# [WORK TO BE COMPLETED]
Copy every line from the data below in which the string "JObject" can be found.

Collected data entries:
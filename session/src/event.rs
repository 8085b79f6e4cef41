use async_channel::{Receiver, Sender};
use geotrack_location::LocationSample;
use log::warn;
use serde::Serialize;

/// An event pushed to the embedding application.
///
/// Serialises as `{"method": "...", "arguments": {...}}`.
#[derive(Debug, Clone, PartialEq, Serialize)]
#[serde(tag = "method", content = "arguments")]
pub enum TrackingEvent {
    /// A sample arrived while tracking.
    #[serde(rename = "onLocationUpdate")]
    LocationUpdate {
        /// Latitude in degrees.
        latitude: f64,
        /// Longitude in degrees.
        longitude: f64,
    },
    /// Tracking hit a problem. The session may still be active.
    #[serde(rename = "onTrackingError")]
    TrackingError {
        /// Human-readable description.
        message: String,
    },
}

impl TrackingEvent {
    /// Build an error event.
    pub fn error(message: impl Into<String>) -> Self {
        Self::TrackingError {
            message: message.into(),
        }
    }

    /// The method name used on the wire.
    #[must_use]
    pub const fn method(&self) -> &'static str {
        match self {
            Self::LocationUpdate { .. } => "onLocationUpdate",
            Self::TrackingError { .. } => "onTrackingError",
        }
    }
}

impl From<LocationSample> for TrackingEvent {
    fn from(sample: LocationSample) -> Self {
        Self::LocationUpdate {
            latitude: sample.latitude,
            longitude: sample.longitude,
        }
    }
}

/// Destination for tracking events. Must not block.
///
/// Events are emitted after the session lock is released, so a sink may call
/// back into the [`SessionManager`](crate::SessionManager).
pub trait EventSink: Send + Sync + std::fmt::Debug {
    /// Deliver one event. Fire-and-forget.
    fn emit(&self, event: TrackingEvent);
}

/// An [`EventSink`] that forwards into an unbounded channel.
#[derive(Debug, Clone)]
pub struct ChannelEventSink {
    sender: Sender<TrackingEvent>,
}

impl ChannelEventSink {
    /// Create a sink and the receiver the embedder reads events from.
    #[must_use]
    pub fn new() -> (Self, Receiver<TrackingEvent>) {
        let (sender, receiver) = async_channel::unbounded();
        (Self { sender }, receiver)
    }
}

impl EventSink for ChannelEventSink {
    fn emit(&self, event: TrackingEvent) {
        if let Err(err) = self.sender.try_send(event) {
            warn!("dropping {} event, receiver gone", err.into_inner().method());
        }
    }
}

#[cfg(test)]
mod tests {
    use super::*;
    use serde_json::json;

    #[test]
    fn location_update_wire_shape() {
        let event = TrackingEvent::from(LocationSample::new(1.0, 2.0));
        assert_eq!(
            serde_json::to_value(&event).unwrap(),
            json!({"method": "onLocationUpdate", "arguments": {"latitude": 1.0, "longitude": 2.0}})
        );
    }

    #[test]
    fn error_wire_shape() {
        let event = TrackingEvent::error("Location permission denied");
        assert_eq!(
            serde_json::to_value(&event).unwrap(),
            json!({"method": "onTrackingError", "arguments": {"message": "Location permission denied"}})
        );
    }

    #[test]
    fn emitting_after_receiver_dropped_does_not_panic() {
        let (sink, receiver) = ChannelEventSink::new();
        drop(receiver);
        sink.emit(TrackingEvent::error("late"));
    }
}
...
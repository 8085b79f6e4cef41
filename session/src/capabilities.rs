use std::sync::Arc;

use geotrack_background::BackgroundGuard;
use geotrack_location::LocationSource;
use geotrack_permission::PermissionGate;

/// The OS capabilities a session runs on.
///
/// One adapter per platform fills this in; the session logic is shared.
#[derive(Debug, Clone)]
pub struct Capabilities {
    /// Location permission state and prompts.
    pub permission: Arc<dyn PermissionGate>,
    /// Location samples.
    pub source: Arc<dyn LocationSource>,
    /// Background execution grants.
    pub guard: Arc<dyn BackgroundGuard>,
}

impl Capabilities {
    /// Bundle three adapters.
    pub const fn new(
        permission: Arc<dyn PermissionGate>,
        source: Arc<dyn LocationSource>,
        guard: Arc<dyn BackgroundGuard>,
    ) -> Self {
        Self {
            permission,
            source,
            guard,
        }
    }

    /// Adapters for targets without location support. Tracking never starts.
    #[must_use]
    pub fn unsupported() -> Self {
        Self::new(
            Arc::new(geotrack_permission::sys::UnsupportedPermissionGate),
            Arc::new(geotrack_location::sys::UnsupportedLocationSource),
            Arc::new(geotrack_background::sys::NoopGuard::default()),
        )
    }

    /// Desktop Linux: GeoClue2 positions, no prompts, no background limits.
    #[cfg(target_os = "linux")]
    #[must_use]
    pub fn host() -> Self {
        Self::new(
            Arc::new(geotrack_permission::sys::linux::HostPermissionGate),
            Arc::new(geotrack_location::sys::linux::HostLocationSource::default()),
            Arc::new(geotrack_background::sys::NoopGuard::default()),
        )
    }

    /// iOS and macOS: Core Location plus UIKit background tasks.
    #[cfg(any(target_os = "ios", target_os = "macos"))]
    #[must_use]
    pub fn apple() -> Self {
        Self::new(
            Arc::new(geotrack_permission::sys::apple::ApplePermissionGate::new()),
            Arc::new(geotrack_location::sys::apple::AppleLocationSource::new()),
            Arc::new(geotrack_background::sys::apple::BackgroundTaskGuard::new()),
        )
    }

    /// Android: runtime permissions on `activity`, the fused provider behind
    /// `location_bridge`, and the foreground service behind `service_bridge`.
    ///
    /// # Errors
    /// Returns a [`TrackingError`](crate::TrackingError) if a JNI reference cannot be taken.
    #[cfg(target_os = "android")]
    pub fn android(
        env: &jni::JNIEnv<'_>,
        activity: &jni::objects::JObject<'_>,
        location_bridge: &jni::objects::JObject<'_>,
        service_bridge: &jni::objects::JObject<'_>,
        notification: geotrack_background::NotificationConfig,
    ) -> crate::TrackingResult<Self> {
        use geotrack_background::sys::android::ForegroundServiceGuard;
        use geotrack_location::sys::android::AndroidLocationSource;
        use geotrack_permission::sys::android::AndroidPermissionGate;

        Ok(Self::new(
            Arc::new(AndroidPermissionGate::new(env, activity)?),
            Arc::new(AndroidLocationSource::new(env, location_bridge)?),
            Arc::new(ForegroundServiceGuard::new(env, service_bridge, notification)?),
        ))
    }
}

# [EXERCISE RESPONSE]
        activity: &jni::objects::JObject<'_>,
        location_bridge: &jni::objects::JObject<'_>,
        service_bridge: &jni::objects::JObject<'_>,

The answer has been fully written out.